Duitse trekarbeiders
Tussen 1600 en 1900 trokken jaarlijks tienduizenden Duitsers uit Westfalen naar Nederland als seizoensarbeider. In Duitsland hadden zij vaak een keuterbedrijfje dat te weinig opbracht om het gezin van te onderhouden. In het oogstseizoen trokken deze Duitse keuterboeren daarom naar Holland, Friesland en Groningen om op het platteland te werken. Zij verrichtten arbeid als hannekemaaiers, turfstekers, hooiers of steenbakkers. Bekend zijn de steenbakkers uit Lippe-Detmold, die voornamelijk aan de slag gingen in Groningen. Aan het einde van de 18de eeuw verminderde de welvaart in Nederland en verdween dit migratiesysteem langzaam. Behalve de Lipsker steenbakkers, die verdwenen pas rond 1870-1890 - de laatste hannekemaaiers rond 1900.
"War in der Heimat bittere Not, in Holland gabs...

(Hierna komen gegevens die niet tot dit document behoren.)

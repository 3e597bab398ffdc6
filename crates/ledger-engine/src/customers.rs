//! # Customer Directory
//!
//! Registering, editing and removing customers. Credit lives in
//! [`CreditLedger`](crate::CreditLedger).

use std::sync::Arc;

use ledger_core::validation::{validate_email, validate_id, validate_name};
use ledger_core::{col, Customer, Money, DATE_FORMAT};
use ledger_db::Workbook;
use serde::{Deserialize, Serialize};
use tracing::{debug, info};
use uuid::Uuid;

use crate::clock::Clock;
use crate::error::EngineResult;

/// Editable customer fields. Every field is written as given.
#[derive(Debug, Clone, Default, PartialEq, Eq, Serialize, Deserialize)]
pub struct CustomerDetails {
    pub name: String,
    pub phone: String,
    pub address: String,
    pub notes: String,
}

#[derive(Clone)]
pub struct CustomerDirectory {
    workbook: Workbook,
    clock: Arc<dyn Clock>,
}

impl CustomerDirectory {
    pub fn new(workbook: Workbook, clock: Arc<dyn Clock>) -> Self {
        CustomerDirectory { workbook, clock }
    }

    pub async fn list(&self) -> EngineResult<Vec<Customer>> {
        Ok(self.workbook.customers().list().await?)
    }

    pub async fn get(&self, customer_id: &str) -> EngineResult<Customer> {
        Ok(self.workbook.customers().get(customer_id).await?)
    }

    /// Registers a customer with zero credit, joined today.
    ///
    /// Ids are `C-` followed by five hex characters. A collision with an
    /// existing id draws again.
    pub async fn add_customer(&self, name: &str, email: &str) -> EngineResult<Customer> {
        validate_name("name", name)?;
        validate_email(email)?;

        let repo = self.workbook.customers();
        let mut customer_id = new_customer_id();
        while repo.probe(&customer_id).await?.is_some() {
            debug!(customer_id = %customer_id, "Customer id taken, drawing again");
            customer_id = new_customer_id();
        }

        let customer = Customer {
            customer_id,
            name: name.trim().to_string(),
            email: email.trim().to_string(),
            phone: String::new(),
            joined: self.clock.today().format(DATE_FORMAT).to_string(),
            address: String::new(),
            notes: String::new(),
            credit: Money::zero(),
        };
        repo.insert(&customer).await?;

        info!(customer_id = %customer.customer_id, name = %customer.name, "Customer added");
        Ok(customer)
    }

    /// Overwrites name, phone, address and notes. Columns missing from the
    /// sheet are skipped.
    pub async fn update_customer_details(
        &self,
        customer_id: &str,
        details: &CustomerDetails,
    ) -> EngineResult<()> {
        validate_id("customer", customer_id)?;
        validate_name("name", &details.name)?;

        let handle = self.workbook.customers().locate(customer_id).await?;
        let fields = [
            (col::NAME, details.name.trim()),
            (col::PHONE, details.phone.trim()),
            (col::ADDRESS, details.address.trim()),
            (col::NOTES, details.notes.trim()),
        ];
        for (column, value) in fields {
            self.workbook.write_field(&handle, column, value).await?;
        }

        info!(customer_id, "Customer details updated");
        Ok(())
    }

    /// Removes the customer row. Their invoices are left as they are.
    pub async fn delete_customer(&self, customer_id: &str) -> EngineResult<()> {
        self.workbook.customers().delete(customer_id).await?;
        info!(customer_id, "Customer deleted");
        Ok(())
    }
}

impl std::fmt::Debug for CustomerDirectory {
    fn fmt(&self, f: &mut std::fmt::Formatter<'_>) -> std::fmt::Result {
        f.debug_struct("CustomerDirectory")
            .field("workbook", &self.workbook)
            .finish_non_exhaustive()
    }
}

fn new_customer_id() -> String {
    format!("C-{}", &Uuid::new_v4().simple().to_string()[..5])
}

Tienduizenden maaiers en turfstekers kwamen tussen 1600 en 1900 jaarlijks te voet vanuit het Duitse achterland naar de Hollandse kustgebieden. Deze ‘Hollandgänger’ kwamen af op de hoge lonen in de Republiek, want hun keuterboerderijtjes brachten niet genoeg op. In de Republiek kon met hooi- en maaiwerk of turfsteken in een paar maanden genoeg verdiend worden om het jaarinkomen voldoende aan te vullen. De Hollandse veehouderijen op hun beurt konden niet zonder de Duitse seizoenarbeiders. In de oogsttijd waren veel meer arbeiders nodig om de hooi voor het vee te maaien dan de lokale bevolking aan arbeidskrachten kon leveren.
Landarbeid
Trekarbeiders die in de landbouw werkten, gingen vaak ieder jaar naar dezelfde werkgever. Het waren vooral mannen die de jaarlijkse tocht naar Holland ondernamen. Het werk was zwaar en zelfs gevaarlijk, dus trekarbeiders moesten een goede gezondheid hebben. Het kleine aantal vrouwen vanuit Duitsland vond tijdens het seizoen werk als weefster, hooier, bleekster of ventster. De belangrijkste herkomstgebieden van deze seizoenarbeiders waren Osnabrück, Niederstift Münster en, verder oostwaarts, Lippe en Paderborn.
Lipsker steenbakkers
Niet alle Duitse trekarbeiders werkten in de landbouw. Sommigen waren werkzaam als turfstekers in de veengebieden, anderen waren stukadoor of werden ingezet bij het bouwen van dijken en bij het graven van kanalen of havens. Een bijzondere sector vormden de Groningse steenfabrieken, waarin tot laat in de 19de eeuw bijna alleen maar Duitse trekarbeiders werkten. Deze steenbakkers kwamen uit het vorstendom Lippe-Detmold. Een Lipper steenbakkerploeg verbond zich het hele seizoen aan één en dezelfde fabriek en verbleef van het late najaar tot het vroege voorjaar in de streek van herkomst. Tot ongeveer 1870 hadden deze migranten uit Lippe bijna een monopolie in de steenbakkerij. Door de economische groei in Duitsland werd het aan het einde van de 19de eeuw ook aantrekkelijk om stenen te gaan bakken binnen het Duitse Rijk.
Reis naar Nederland
Trekarbeiders kwamen te voet over de grens uit Duitsland. Ze hadden doorgaans veel bepakking bij zich, zoals voorraden eten om het in verhouding dure voedsel in de Republiek niet te hoeven kopen. Maar ook wel spullen om onderweg te verkopen. Dit alles was om de verdiensten zo hoog mogelijk te houden. In Overijssel pakten de seizoenarbeiders de veerboot naar Amsterdam, om van daaruit naar de verschillende werkgevers door te reizen. De afstand tot het Duitse platteland was zó groot dat men slechts eenmaal per week, maand of jaar naar huis ging. Slechts zeer weinigen hebben zich permanent in Holland gevestigd.
Einde seizoenmigratie
In de eerste tien jaar van de 19de eeuw liep het aantal Duitse trekarbeiders snel terug. Na de snelle groei tot aan 1700 was deze vorm van migratie in de eropvolgende eeuw niet meer toegenomen. Door hun economische ontwikkeling boden Hamburg en Bremen toen volop werkgelegenheid aan de voormalige Hollandgänger. De achteruitgang in de 19de eeuw valt te verklaren uit de opkomst van het Ruhrgebied, dat niet alleen Duitse arbeidskrachten aantrok maar ook Nederlandse. De migratie voltrok zich toen dus in tegengestelde richting.